§ **Exercise description**
Since only the total matters, count the lines of these entries containing the word "extends" and write that total alone.

(Saved data entries)
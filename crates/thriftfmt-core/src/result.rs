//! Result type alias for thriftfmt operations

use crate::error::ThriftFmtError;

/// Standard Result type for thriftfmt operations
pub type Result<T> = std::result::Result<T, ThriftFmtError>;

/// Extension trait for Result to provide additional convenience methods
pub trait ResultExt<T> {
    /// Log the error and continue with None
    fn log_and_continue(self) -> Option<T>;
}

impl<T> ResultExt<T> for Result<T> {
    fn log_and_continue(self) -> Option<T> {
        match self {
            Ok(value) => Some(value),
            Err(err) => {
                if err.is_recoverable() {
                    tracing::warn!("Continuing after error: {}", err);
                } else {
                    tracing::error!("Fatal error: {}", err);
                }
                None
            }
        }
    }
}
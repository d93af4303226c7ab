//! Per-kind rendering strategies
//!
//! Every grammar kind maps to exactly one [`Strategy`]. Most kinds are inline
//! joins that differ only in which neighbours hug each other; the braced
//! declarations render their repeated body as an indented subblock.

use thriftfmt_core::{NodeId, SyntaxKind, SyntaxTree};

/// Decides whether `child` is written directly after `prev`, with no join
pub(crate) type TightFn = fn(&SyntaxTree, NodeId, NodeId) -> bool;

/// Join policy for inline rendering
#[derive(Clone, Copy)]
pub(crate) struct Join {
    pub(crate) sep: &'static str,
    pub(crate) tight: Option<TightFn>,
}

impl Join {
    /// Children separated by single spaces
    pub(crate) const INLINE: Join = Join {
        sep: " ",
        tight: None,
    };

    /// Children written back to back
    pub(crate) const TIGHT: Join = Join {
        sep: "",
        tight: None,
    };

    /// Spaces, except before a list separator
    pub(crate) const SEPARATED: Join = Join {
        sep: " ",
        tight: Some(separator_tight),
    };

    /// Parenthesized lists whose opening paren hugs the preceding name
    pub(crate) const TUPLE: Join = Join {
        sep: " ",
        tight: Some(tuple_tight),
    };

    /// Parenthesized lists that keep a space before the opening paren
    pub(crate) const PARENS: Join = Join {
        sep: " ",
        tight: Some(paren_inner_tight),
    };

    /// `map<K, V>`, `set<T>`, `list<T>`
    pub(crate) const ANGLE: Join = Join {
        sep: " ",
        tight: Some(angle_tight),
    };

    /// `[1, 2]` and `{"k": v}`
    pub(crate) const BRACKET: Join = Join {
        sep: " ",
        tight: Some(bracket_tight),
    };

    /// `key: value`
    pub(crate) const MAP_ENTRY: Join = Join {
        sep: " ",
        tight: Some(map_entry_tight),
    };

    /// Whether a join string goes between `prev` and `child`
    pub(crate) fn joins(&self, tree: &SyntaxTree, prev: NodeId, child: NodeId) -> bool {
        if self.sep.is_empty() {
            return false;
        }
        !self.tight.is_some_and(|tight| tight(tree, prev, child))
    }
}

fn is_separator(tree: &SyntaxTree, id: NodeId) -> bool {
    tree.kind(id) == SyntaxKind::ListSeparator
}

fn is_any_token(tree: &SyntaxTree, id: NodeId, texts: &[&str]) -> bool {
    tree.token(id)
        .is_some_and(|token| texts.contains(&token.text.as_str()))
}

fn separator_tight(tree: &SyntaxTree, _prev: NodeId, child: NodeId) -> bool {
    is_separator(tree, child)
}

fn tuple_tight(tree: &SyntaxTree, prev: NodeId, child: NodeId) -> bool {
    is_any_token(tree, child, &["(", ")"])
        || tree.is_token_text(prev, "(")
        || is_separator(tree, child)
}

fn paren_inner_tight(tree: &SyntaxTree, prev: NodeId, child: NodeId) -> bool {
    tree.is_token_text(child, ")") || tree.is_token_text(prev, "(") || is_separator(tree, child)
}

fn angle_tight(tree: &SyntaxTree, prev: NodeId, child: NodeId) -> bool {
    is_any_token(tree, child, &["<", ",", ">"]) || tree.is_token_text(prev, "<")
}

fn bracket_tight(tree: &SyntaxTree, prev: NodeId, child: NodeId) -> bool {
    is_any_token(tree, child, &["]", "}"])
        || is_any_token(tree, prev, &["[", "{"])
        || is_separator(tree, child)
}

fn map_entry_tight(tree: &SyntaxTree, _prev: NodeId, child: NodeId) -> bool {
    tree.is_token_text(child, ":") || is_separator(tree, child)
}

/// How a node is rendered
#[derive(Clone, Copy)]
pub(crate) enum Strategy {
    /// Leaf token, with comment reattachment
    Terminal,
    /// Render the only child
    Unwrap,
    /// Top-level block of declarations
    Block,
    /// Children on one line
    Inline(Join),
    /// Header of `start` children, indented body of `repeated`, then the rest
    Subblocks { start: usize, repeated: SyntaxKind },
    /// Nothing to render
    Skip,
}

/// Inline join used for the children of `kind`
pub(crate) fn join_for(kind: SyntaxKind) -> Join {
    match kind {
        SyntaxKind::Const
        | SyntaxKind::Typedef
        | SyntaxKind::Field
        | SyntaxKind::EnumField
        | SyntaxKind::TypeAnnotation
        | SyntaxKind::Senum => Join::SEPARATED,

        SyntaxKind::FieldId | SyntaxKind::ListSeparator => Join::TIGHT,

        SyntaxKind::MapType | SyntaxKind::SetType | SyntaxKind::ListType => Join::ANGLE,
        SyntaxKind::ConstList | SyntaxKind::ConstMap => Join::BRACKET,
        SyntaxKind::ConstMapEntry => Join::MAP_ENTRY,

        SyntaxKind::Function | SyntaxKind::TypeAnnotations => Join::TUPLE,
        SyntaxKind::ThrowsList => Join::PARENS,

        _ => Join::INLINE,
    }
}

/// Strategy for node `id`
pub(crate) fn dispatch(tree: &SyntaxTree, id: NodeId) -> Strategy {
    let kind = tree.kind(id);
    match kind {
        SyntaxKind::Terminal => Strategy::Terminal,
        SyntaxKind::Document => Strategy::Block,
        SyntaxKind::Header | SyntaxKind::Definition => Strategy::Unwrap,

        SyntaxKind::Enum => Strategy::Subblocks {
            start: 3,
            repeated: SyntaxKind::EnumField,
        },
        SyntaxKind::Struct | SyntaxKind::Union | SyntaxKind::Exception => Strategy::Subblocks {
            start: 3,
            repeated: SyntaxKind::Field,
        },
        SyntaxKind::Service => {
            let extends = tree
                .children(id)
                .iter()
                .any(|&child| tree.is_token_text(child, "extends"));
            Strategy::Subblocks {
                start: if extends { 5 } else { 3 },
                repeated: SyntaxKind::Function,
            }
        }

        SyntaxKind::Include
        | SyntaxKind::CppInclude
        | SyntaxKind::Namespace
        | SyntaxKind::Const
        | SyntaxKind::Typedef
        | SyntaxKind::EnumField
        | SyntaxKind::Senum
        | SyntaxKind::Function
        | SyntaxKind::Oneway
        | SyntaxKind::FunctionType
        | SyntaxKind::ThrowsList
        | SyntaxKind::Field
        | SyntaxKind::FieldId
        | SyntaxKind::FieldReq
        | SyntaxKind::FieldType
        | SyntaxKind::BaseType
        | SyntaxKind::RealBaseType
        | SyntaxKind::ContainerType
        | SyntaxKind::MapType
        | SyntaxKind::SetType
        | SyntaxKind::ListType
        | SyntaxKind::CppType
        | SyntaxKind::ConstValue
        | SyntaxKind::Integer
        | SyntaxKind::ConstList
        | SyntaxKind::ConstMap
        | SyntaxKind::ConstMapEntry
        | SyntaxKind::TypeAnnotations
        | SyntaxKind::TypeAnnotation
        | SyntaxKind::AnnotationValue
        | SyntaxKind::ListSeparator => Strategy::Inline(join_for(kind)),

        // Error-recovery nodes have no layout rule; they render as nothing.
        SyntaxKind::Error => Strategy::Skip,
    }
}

---

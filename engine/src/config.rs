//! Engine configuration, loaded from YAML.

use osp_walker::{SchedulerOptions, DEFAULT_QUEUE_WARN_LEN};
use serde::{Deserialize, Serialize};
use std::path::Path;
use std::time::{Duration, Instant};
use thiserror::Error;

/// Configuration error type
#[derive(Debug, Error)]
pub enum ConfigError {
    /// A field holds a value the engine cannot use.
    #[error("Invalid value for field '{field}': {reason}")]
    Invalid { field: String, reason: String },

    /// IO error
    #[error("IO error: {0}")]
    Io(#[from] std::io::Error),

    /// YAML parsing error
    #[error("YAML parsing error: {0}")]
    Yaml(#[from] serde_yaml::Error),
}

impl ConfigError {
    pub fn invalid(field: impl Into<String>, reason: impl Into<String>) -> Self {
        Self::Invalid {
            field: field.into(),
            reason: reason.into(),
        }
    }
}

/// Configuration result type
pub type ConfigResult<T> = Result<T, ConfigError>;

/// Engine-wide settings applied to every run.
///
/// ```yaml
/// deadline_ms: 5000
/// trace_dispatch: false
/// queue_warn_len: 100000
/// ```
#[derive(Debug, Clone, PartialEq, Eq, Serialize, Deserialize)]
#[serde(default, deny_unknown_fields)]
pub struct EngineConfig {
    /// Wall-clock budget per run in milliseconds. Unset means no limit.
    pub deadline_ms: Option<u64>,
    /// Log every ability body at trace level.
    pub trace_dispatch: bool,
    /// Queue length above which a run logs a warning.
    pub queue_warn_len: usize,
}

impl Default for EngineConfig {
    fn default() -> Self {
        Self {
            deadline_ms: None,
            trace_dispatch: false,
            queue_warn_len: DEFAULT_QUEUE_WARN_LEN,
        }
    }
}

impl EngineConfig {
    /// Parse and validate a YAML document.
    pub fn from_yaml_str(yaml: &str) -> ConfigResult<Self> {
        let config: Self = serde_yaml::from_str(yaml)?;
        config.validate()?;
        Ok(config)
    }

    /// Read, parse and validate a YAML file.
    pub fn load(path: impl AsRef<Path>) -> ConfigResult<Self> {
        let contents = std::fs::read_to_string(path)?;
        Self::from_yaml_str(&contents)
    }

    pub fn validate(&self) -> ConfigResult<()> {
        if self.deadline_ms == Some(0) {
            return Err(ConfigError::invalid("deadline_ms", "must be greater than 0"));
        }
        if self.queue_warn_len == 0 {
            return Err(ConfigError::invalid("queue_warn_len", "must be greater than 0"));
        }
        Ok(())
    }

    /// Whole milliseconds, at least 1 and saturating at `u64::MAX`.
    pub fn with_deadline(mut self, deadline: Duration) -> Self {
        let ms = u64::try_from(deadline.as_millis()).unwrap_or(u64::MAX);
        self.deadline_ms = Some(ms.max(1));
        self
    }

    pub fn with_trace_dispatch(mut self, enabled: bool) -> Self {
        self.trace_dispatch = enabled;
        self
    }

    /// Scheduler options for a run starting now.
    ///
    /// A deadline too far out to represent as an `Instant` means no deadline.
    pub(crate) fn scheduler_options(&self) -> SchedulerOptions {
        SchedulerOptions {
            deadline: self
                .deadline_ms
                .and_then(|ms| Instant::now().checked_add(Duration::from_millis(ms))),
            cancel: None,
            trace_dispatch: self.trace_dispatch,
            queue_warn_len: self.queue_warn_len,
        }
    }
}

§ **Solution**
3